Staff can connect with each other through “heads-up” days on campus with time to meet, discuss, problem-solve and socialise in person, in contrast with “heads-down” days concentrated on writing papers and marking assignments that can be easily achieved remotely.

Student-to-student relationships are facilitated through WhatsApp and Facebook groups as well as clubs, societies and initiatives such as the Global Lounge, which provides a space for celebrating international events and language cafés. This all helps to build social bonds.

Hubs

Finally, hubs are sets of people brought together thanks to their admiration for iconic figures (think Michael Jordan for Nike, Elon Musk for Tesla and the late Steve Jobs for Apple). In university branding, hubs can be scholarly communities brought together by their admiration for figurehead scholars, who when they join can bring new members into the university brand community. If they leave, however, they can take away their followings, so these “celebrities” require careful management.

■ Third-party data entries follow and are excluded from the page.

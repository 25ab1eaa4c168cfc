//! Streaming child-process execution with background cancellation.
//!
//! Send (spec §4.6) needs to read a toolkit driver's stdout line-by-line as
//! it is produced — not just the captured-at-completion [`crate::ProcessOutput`]
//! that [`crate::ProcessRunner`] returns — while a cancellation signal can
//! arrive at any time and must tear down the whole process tree, not just
//! the immediate child (dcm4che's `storescu.bat` forks a `java` process;
//! DCMTK's `storescu` can itself spawn helper processes under some
//! configurations).

use std::process::Stdio;
use std::sync::Arc;
use std::sync::atomic::{AtomicBool, Ordering};
use std::time::Duration;

use tokio::io::{AsyncBufReadExt, BufReader, Lines};
use tokio::process::{Child, ChildStdout};
use tokio::task::JoinHandle;

use crate::command_spec::CommandSpec;
use crate::error::RunnerError;

/// Poll interval for the cancellation watcher (spec §5: "roughly every
/// 150ms").
pub const CANCEL_POLL_INTERVAL: Duration = Duration::from_millis(150);

/// A spawned child process whose stdout is streamed line-by-line.
pub struct StreamingChild {
    child: Child,
    pid: u32,
}

impl StreamingChild {
    /// Spawn `cmd` with stdout piped and stderr piped, placing it in its own
    /// process group on Unix so the whole tree can be force-killed later.
    pub fn spawn(cmd: &CommandSpec) -> Result<Self, RunnerError> {
        let mut tokio_cmd = cmd.to_tokio_command();
        tokio_cmd
            .stdin(Stdio::null())
            .stdout(Stdio::piped())
            .stderr(Stdio::piped());

        #[cfg(unix)]
        {
            use std::os::unix::process::CommandExt;
            unsafe {
                tokio_cmd.pre_exec(|| {
                    nix::unistd::setsid().map_err(std::io::Error::from)?;
                    Ok(())
                });
            }
        }

        #[cfg(windows)]
        {
            use std::os::windows::process::CommandExt;
            const CREATE_NEW_PROCESS_GROUP: u32 = 0x0000_0200;
            tokio_cmd.creation_flags(CREATE_NEW_PROCESS_GROUP);
        }

        let child = tokio_cmd.spawn().map_err(|e| RunnerError::SpawnFailed {
            program: cmd.program.to_string_lossy().into_owned(),
            reason: e.to_string(),
        })?;

        let pid = child.id().ok_or_else(|| RunnerError::SpawnFailed {
            program: cmd.program.to_string_lossy().into_owned(),
            reason: "child exited before its pid could be read".to_string(),
        })?;

        Ok(Self { child, pid })
    }

    #[must_use]
    pub fn pid(&self) -> u32 {
        self.pid
    }

    /// Take ownership of the stdout line stream. May only be called once.
    pub fn stdout_lines(&mut self) -> Option<Lines<BufReader<ChildStdout>>> {
        self.child.stdout.take().map(|out| BufReader::new(out).lines())
    }

    /// Take ownership of the stderr line stream. May only be called once.
    pub fn stderr_lines(&mut self) -> Option<Lines<BufReader<tokio::process::ChildStderr>>> {
        self.child
            .stderr
            .take()
            .map(|out| BufReader::new(out).lines())
    }

    /// Wait for the child to exit, returning its exit code (`None` if it was
    /// killed by a signal rather than exiting normally).
    pub async fn wait(&mut self) -> Result<Option<i32>, RunnerError> {
        let status = self
            .child
            .wait()
            .await
            .map_err(|e| RunnerError::StreamFailed {
                program: "child".to_string(),
                reason: e.to_string(),
            })?;
        Ok(status.code())
    }

    /// Force-kill this process and every descendant it spawned.
    pub fn kill_tree(&self) -> Result<(), RunnerError> {
        kill_tree(self.pid)
    }
}

#[cfg(unix)]
fn kill_tree(pid: u32) -> Result<(), RunnerError> {
    use nix::sys::signal::{self, Signal};
    use nix::unistd::Pid;

    let pgid = Pid::from_raw(pid as i32);
    // Negative pid targets the whole process group (`killpg` semantics via kill(2)).
    signal::kill(Pid::from_raw(-pgid.as_raw()), Signal::SIGKILL).map_err(|e| {
        RunnerError::KillFailed {
            pid,
            reason: e.to_string(),
        }
    })
}

#[cfg(windows)]
fn kill_tree(pid: u32) -> Result<(), RunnerError> {
    // `taskkill /T` walks the process tree for us; reimplementing that via
    // CreateToolhelp32Snapshot buys nothing but unsafe code here.
    let status = std::process::Command::new("taskkill")
        .args(["/PID", &pid.to_string(), "/T", "/F"])
        .stdout(Stdio::null())
        .stderr(Stdio::null())
        .status()
        .map_err(|e| RunnerError::KillFailed {
            pid,
            reason: e.to_string(),
        })?;

    if status.success() {
        Ok(())
    } else {
        Err(RunnerError::KillFailed {
            pid,
            reason: format!("taskkill exited with {status}"),
        })
    }
}

/// Spawn a background task that polls `cancelled` roughly every
/// [`CANCEL_POLL_INTERVAL`] and force-kills `pid`'s whole tree the moment it
/// flips to `true`. The returned handle resolves once the kill has been
/// issued (or the watcher was dropped via `stop`).
pub fn spawn_cancel_watcher(pid: u32, cancelled: Arc<AtomicBool>) -> JoinHandle<()> {
    tokio::spawn(async move {
        loop {
            if cancelled.load(Ordering::Relaxed) {
                let _ = kill_tree(pid);
                return;
            }
            tokio::time::sleep(CANCEL_POLL_INTERVAL).await;
        }
    })
}

#[cfg(test)]
mod tests {
    use super::*;

    #[tokio::test]
    async fn spawn_and_wait_on_a_trivial_command() {
        let cmd = if cfg!(windows) {
            CommandSpec::new("cmd").args(["/C", "exit 0"])
        } else {
            CommandSpec::new("true")
        };
        let mut child = StreamingChild::spawn(&cmd).expect("spawn should succeed");
        let code = child.wait().await.expect("wait should succeed");
        assert_eq!(code, Some(0));
    }

    #[tokio::test]
    async fn stdout_lines_are_readable() {
        let cmd = if cfg!(windows) {
            CommandSpec::new("cmd").args(["/C", "echo hello"])
        } else {
            CommandSpec::new("sh").args(["-c", "echo hello"])
        };
        let mut child = StreamingChild::spawn(&cmd).expect("spawn should succeed");
        let mut lines = child.stdout_lines().expect("stdout should be piped");
        let first = lines.next_line().await.unwrap();
        assert_eq!(first.as_deref(), Some("hello"));
        child.wait().await.unwrap();
    }

    #[tokio::test]
    async fn cancel_watcher_kills_a_long_running_process() {
        let cmd = if cfg!(windows) {
            CommandSpec::new("cmd").args(["/C", "ping -n 30 127.0.0.1 >nul"])
        } else {
            CommandSpec::new("sleep").args(["30"])
        };
        let mut child = StreamingChild::spawn(&cmd).expect("spawn should succeed");
        let pid = child.pid();
        let cancelled = Arc::new(AtomicBool::new(false));
        let watcher = spawn_cancel_watcher(pid, Arc::clone(&cancelled));

        cancelled.store(true, Ordering::Relaxed);
        watcher.await.expect("watcher task should not panic");

        let code = child.wait().await.expect("wait should succeed");
        assert_ne!(code, Some(0));
    }
}
//! Configuration model, discovery, and validation for dcmrelay.

mod config;
pub mod error;

pub use config::{CliOverrides, Config, discover_config_file_from};
pub use error::ConfigError;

The reputation field tells us that celebrity leaders can swing both ways: when things are going well, they can attract interest, investment and excitement, but when things are going badly they can create unwanted attention and negative noise, and make people think poorly about your brand. Having a strong spokesperson at the head of the university who engages with the press, the public and internal audiences helps bring prominence to the institutional brand. Alongside the valuable public role of our vice-chancellor, we work closely with academics, providing training to upskill them, enhancing their profiles through social media, blogging and media outlets. This network marketing approach helps to build our brand with academics and new audiences worldwide.

Pools, webs and hubs, as sets of community affiliation, should be combined in a mutually reinforcing system to create a brand community, as per Figure 1 below. Associations to shared goals and values, inter-audience and intra-audience relationships, and connections to central figures can only develop and evolve organically through the initiative of the audiences themselves. Thus, institutions cannot force university brand communities into being, but they can support their creation by pursuing the nexus of pools, webs and hubs.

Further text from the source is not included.